→ **DESCRIPTION OF THE TASK**: Copy out, from the data, each line containing the string "HistogramBin".

→ **SUPPLIED ENTRIES**:
fn tone_color(tone: Tone) -> RGBAColor {
    match tone {
        Tone::Primary => primary_color(),
        Tone::Secondary => secondary_color(),
        Tone::Success => success_color(),
        Tone::Warning => warning_color(),
    }
}

fn to_color32(c: RGBAColor) -> Color32 {
    Color32::from_rgb(c.0, c.1, c.2)
}

fn no_data(ui: &mut egui::Ui) {
    ui.add_sized([ui.available_width(), CHART_HEIGHT], egui::Label::new("No data"));
}

fn base_plot(id: &str) -> Plot {
    Plot::new(id)
        .height(CHART_HEIGHT)
        .allow_zoom(false)
        .allow_drag(false)
        .allow_scroll(false)
        .allow_boxed_zoom(false)
        .show_x(false)
        .show_y(false)
}

fn scatter_panel(ui: &mut egui::Ui, dash: &Dashboard, elapsed: f64) {
    let Some((x, y)) = scatter_domains(&dash.records) else {
        no_data(ui);
        return;
    };
    let records = &dash.records;
    let settled = anim::POINTS.is_finished(records.len(), elapsed);

    let response = base_plot("age_charges")
        .legend(Legend::default().position(Corner::RightTop))
        .include_x(x.start)
        .include_x(x.end)
        .include_y(y.start)
        .include_y(y.end)
        .x_axis_label(ChartKind::AgeCharges.x_desc())
        .y_axis_label(ChartKind::AgeCharges.y_desc())
        .y_axis_formatter(|mark, _range| dollars_k(mark.value))
        .show(ui, |plot_ui| {
            let hovered = plot_ui.pointer_coordinate().and_then(|pointer| {
                let cursor = plot_ui.screen_from_plot(pointer);
                let screen = records.iter().map(|r| {
                    let pos = plot_ui.screen_from_plot(PlotPoint::new(r.age, r.charges));
                    (pos.x, pos.y)
                });
                nearest_point(screen, (cursor.x, cursor.y), anim::POINT_HOVER_RADIUS)
            });

            if settled {
                for group in SMOKER_GROUPS {
                    let members: Vec<&Record> = group_members(records, group).collect();
                    let Some(first) = members.first() else {
                        continue;
                    };
                    let pts: Vec<[f64; 2]> = members.iter().map(|r| [r.age, r.charges]).collect();
                    plot_ui.points(
                        Points::new(pts)
                            .radius(anim::POINT_RADIUS)
                            .color(point_color(&first.smoker))
                            .name(group),
                    );
                }
            } else {
                for (i, r) in records.iter().enumerate() {
                    let radius = anim::POINT_RADIUS * anim::POINTS.progress(i, elapsed) as f32;
                    if radius <= 0.0 {
                        continue;
                    }
                    plot_ui.points(
                        Points::new(vec![[r.age, r.charges]])
                            .radius(radius)
                            .color(point_color(&r.smoker))
                            .name(smoker_group(&r.smoker)),
                    );
                }
            }

            if let Some(i) = hovered {
                let r = &records[i];
                plot_ui.points(
                    Points::new(vec![[r.age, r.charges]])
                        .radius(anim::POINT_HOVER_RADIUS)
                        .color(to_color32(smoker_color(&r.smoker))),
                );
            }
            hovered
        });

    if let Some(i) = response.inner {
        response.response.on_hover_text(record_tooltip(&records[i]));
    }
}

fn point_color(s: &Smoker) -> Color32 {
    to_color32(smoker_color(s)).gamma_multiply(anim::POINT_OPACITY)
}
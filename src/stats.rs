use crate::models::{HistogramBin, Record, RegionalAverage, Smoker, SummaryStats};
use ahash::AHashMap;

/// Overall summary statistics. Empty input gives all-zero stats.
pub fn calculate_stats(records: &[Record]) -> SummaryStats {
    if records.is_empty() {
        return SummaryStats::default();
    }

    let mut out = SummaryStats {
        total_count: records.len(),
        ..SummaryStats::default()
    };
    let (mut charges, mut age, mut bmi) = (0.0f64, 0.0f64, 0.0f64);
    for r in records {
        charges += r.charges;
        age += r.age;
        bmi += r.bmi;
        match r.smoker {
            Smoker::Yes => out.smoker_count += 1,
            Smoker::No => out.non_smoker_count += 1,
            Smoker::Other(_) => out.other_smoker_count += 1,
        }
    }
    let n = records.len() as f64;
    out.avg_charge = charges / n;
    out.avg_age = age / n;
    out.avg_bmi = bmi / n;
    out
}

/// Mean charges per distinct region label, highest first.
///
/// Labels are compared exactly (no case folding). Regions with equal means keep the order
/// in which they first appear in `records`.
pub fn regional_averages(records: &[Record]) -> Vec<RegionalAverage> {
    let mut index: AHashMap<&str, usize> = AHashMap::new();
    let mut acc: Vec<(&str, f64, usize)> = Vec::new();
    for r in records {
        let slot = *index.entry(r.region.as_str()).or_insert_with(|| {
            acc.push((r.region.as_str(), 0.0, 0));
            acc.len() - 1
        });
        acc[slot].1 += r.charges;
        acc[slot].2 += 1;
    }

    let mut out: Vec<RegionalAverage> = acc
        .into_iter()
        .map(|(region, sum, count)| RegionalAverage {
            region: region.to_string(),
            avg_charges: sum / count as f64,
            count,
        })
        .collect();
    // stable: ties stay in discovery order
    out.sort_by(|a, b| b.avg_charges.total_cmp(&a.avg_charges));
    log::debug!("{} regions", out.len());
    out
}

/// Histogram of the BMI column with `bin_count` equal-width bins.
pub fn bmi_distribution(records: &[Record], bin_count: usize) -> Vec<HistogramBin> {
    let values: Vec<f64> = records.iter().map(|r| r.bmi).collect();
    histogram(&values, bin_count)
}

/// Equal-width histogram over the observed `[min, max]` of `values`.
///
/// - Bins are half-open `[x0, x1)` except the last, which also includes `max`.
/// - Edges are shared: `bins[i].x0 == bins[i - 1].x1` exactly, and empty bins are kept.
/// - All values identical: one bin `[v, v]` holding every value.
/// - Empty input or `bin_count == 0`: no bins.
///
/// Non-finite values are skipped.
pub fn histogram(values: &[f64], bin_count: usize) -> Vec<HistogramBin> {
    let finite: Vec<f64> = values.iter().copied().filter(|v| v.is_finite()).collect();
    if finite.is_empty() || bin_count == 0 {
        return Vec::new();
    }
    let min = finite.iter().copied().fold(f64::INFINITY, f64::min);
    let max = finite.iter().copied().fold(f64::NEG_INFINITY, f64::max);

    if max <= min {
        return vec![HistogramBin::new(min, max, finite.len())];
    }

    // Divide before subtracting so a span wider than f64::MAX stays finite.
    let width = max / bin_count as f64 - min / bin_count as f64;
    let mut edges: Vec<f64> = (0..bin_count).map(|i| min + width * i as f64).collect();
    edges.push(max);

    let mut counts = vec![0usize; bin_count];
    for v in finite {
        counts[bin_index(&edges, v)] += 1;
    }

    log::debug!("histogram [{min}, {max}] in {bin_count} bins");
    counts
        .into_iter()
        .enumerate()
        .map(|(i, count)| HistogramBin::new(edges[i], edges[i + 1], count))
        .collect()
}

/// Index of the bin containing `v`, checked against the materialized edges so that
/// floating-point rounding in the initial estimate never moves a value across an edge.
fn bin_index(edges: &[f64], v: f64) -> usize {
    let last = edges.len() - 2;
    let (min, max) = (edges[0], edges[last + 1]);
    let guess = ((v / 2.0 - min / 2.0) / (max / 2.0 - min / 2.0) * (last + 1) as f64).floor();
    let mut i = if guess.is_nan() || guess < 0.0 {
        0
    } else {
        (guess as usize).min(last)
    };
    while i > 0 && v < edges[i] {
        i -= 1;
    }
    while i < last && v >= edges[i + 1] {
        i += 1;
    }
    i
}
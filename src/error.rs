//! Error types for loading data and reading configuration.

use std::path::PathBuf;
use thiserror::Error;

#[derive(Error, Debug)]
pub enum LoadError {
    #[error("failed to read {}: {source}", path.display())]
    Io {
        path: PathBuf,
        #[source]
        source: std::io::Error,
    },
    #[error("failed to fetch {url}: {source}")]
    Http {
        url: String,
        #[source]
        source: reqwest::Error,
    },
    #[error("request for {url} failed with HTTP {status}")]
    Status { url: String, status: u16 },
    #[error("malformed CSV: {0}")]
    Csv(#[from] csv::Error),
    #[error("missing column `{0}`")]
    MissingColumn(&'static str),
    #[error("line {line}: invalid value {value:?} in column `{column}`")]
    InvalidField {
        line: u64,
        column: &'static str,
        value: String,
    },
    #[error("line {line}: unknown smoker value {value:?} (expected \"yes\" or \"no\")")]
    UnknownSmoker { line: u64, value: String },
}

#[derive(Error, Debug)]
pub enum ConfigError {
    #[error("failed to read config {}: {source}", path.display())]
    Io {
        path: PathBuf,
        #[source]
        source: std::io::Error,
    },
    #[error("invalid config {}: {source}", path.display())]
    Parse {
        path: PathBuf,
        #[source]
        source: serde_json::Error,
    },
    #[error("bin_count must be at least 1")]
    ZeroBins,
    #[error("data source must not be empty")]
    EmptySource,
}
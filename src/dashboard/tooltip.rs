//! Hover tooltip contents. One `label: value` pair per line.

use super::scales::BmiCategory;
use crate::format::{dollars, trimmed};
use crate::models::{HistogramBin, Record, RegionalAverage};

pub fn region_tooltip(row: &RegionalAverage) -> String {
    format!(
        "Region: {}\nAvg Charges: {}\nSample Size: {}",
        row.region,
        dollars(row.avg_charges),
        row.count
    )
}

pub fn bin_tooltip(bin: &HistogramBin) -> String {
    format!(
        "BMI Range: {:.1} - {:.1}\nCount: {}\nCategory: {}",
        bin.x0,
        bin.x1,
        bin.count,
        BmiCategory::classify(bin.midpoint).label()
    )
}

pub fn record_tooltip(r: &Record) -> String {
    format!(
        "Age: {}\nCharges: {}\nBMI: {:.1}\nSmoker: {}\nRegion: {}",
        trimmed(r.age, 2),
        dollars(r.charges),
        r.bmi,
        r.smoker,
        r.region
    )
}
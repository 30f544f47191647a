//! Axis domains and BMI reference categories used by every chart renderer.

use crate::models::{HistogramBin, Record, RegionalAverage};
use std::ops::Range;

/// Headroom factor above the tallest bar.
const BAR_HEADROOM: f64 = 1.1;
const AGE_PADDING: f64 = 5.0;
const CHARGES_PADDING: f64 = 5000.0;

/// `y ∈ [0, 1.1 · max mean]`. `None` for no rows.
pub fn regional_y_domain(rows: &[RegionalAverage]) -> Option<Range<f64>> {
    let max = rows
        .iter()
        .map(|r| r.avg_charges)
        .fold(None, |acc: Option<f64>, v| Some(acc.map_or(v, |a| a.max(v))))?;
    Some(0.0..non_degenerate(max * BAR_HEADROOM))
}

/// `x ∈ [first x0, last x1]`, widened by one unit on each side for a zero-width domain.
pub fn histogram_x_domain(bins: &[HistogramBin]) -> Option<Range<f64>> {
    if bins.is_empty() {
        return None;
    }
    let lo = bins.iter().map(|b| b.x0).fold(f64::INFINITY, f64::min);
    let hi = bins.iter().map(|b| b.x1).fold(f64::NEG_INFINITY, f64::max);
    if hi - lo < f64::EPSILON {
        return Some((lo - 1.0)..(hi + 1.0));
    }
    Some(lo..hi)
}

/// `y ∈ [0, 1.1 · max count]`.
pub fn histogram_y_domain(bins: &[HistogramBin]) -> Option<Range<f64>> {
    let max = bins.iter().map(|b| b.count).max()?;
    Some(0.0..non_degenerate(max as f64 * BAR_HEADROOM))
}

/// `(x, y)` for the scatter plot: `[0, max age + 5] × [0, max charges + 5000]`.
pub fn scatter_domains(records: &[Record]) -> Option<(Range<f64>, Range<f64>)> {
    if records.is_empty() {
        return None;
    }
    let max_age = records.iter().map(|r| r.age).fold(f64::NEG_INFINITY, f64::max);
    let max_charges = records
        .iter()
        .map(|r| r.charges)
        .fold(f64::NEG_INFINITY, f64::max);
    Some((
        0.0..non_degenerate(max_age + AGE_PADDING),
        0.0..non_degenerate(max_charges + CHARGES_PADDING),
    ))
}

/// Upper bound of a `[0, v]` domain; keeps at least one unit of height.
fn non_degenerate(v: f64) -> f64 {
    if v.is_finite() && v > 0.0 { v } else { 1.0 }
}

/// WHO adult BMI classes.
#[derive(Debug, Clone, Copy, PartialEq, Eq)]
pub enum BmiCategory {
    Underweight,
    Normal,
    Overweight,
    Obese,
}

impl BmiCategory {
    pub fn classify(bmi: f64) -> Self {
        if bmi < 18.5 {
            BmiCategory::Underweight
        } else if bmi < 25.0 {
            BmiCategory::Normal
        } else if bmi < 30.0 {
            BmiCategory::Overweight
        } else {
            BmiCategory::Obese
        }
    }

    pub fn label(self) -> &'static str {
        match self {
            BmiCategory::Underweight => "Underweight",
            BmiCategory::Normal => "Normal",
            BmiCategory::Overweight => "Overweight",
            BmiCategory::Obese => "Obese",
        }
    }
}

/// Dashed vertical reference line on the histogram.
#[derive(Debug, Clone, Copy, PartialEq)]
pub struct ReferenceLine {
    pub value: f64,
    pub label: &'static str,
    /// Drawn in the warning tone when true, the success tone otherwise.
    pub warning: bool,
}

pub const BMI_REFERENCE_LINES: [ReferenceLine; 3] = [
    ReferenceLine {
        value: 18.5,
        label: "Underweight",
        warning: true,
    },
    ReferenceLine {
        value: 25.0,
        label: "Normal",
        warning: false,
    },
    ReferenceLine {
        value: 30.0,
        label: "Overweight",
        warning: true,
    },
];

/// Reference lines that fall inside `domain` (inclusive).
pub fn visible_reference_lines(domain: &Range<f64>) -> Vec<ReferenceLine> {
    BMI_REFERENCE_LINES
        .iter()
        .copied()
        .filter(|l| l.value >= domain.start && l.value <= domain.end)
        .collect()
}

→ **TASK SOLUTION**:
use crate::models::{HistogramBin, Record, RegionalAverage, Smoker, SummaryStats};
pub fn bmi_distribution(records: &[Record], bin_count: usize) -> Vec<HistogramBin> {
pub fn histogram(values: &[f64], bin_count: usize) -> Vec<HistogramBin> {
        return vec![HistogramBin::new(min, max, finite.len())];
        .map(|(i, count)| HistogramBin::new(edges[i], edges[i + 1], count))
use crate::models::{HistogramBin, Record, RegionalAverage};
pub fn bin_tooltip(bin: &HistogramBin) -> String {
use crate::models::{HistogramBin, Record, RegionalAverage};
pub fn histogram_x_domain(bins: &[HistogramBin]) -> Option<Range<f64>> {
pub fn histogram_y_domain(bins: &[HistogramBin]) -> Option<Range<f64>> {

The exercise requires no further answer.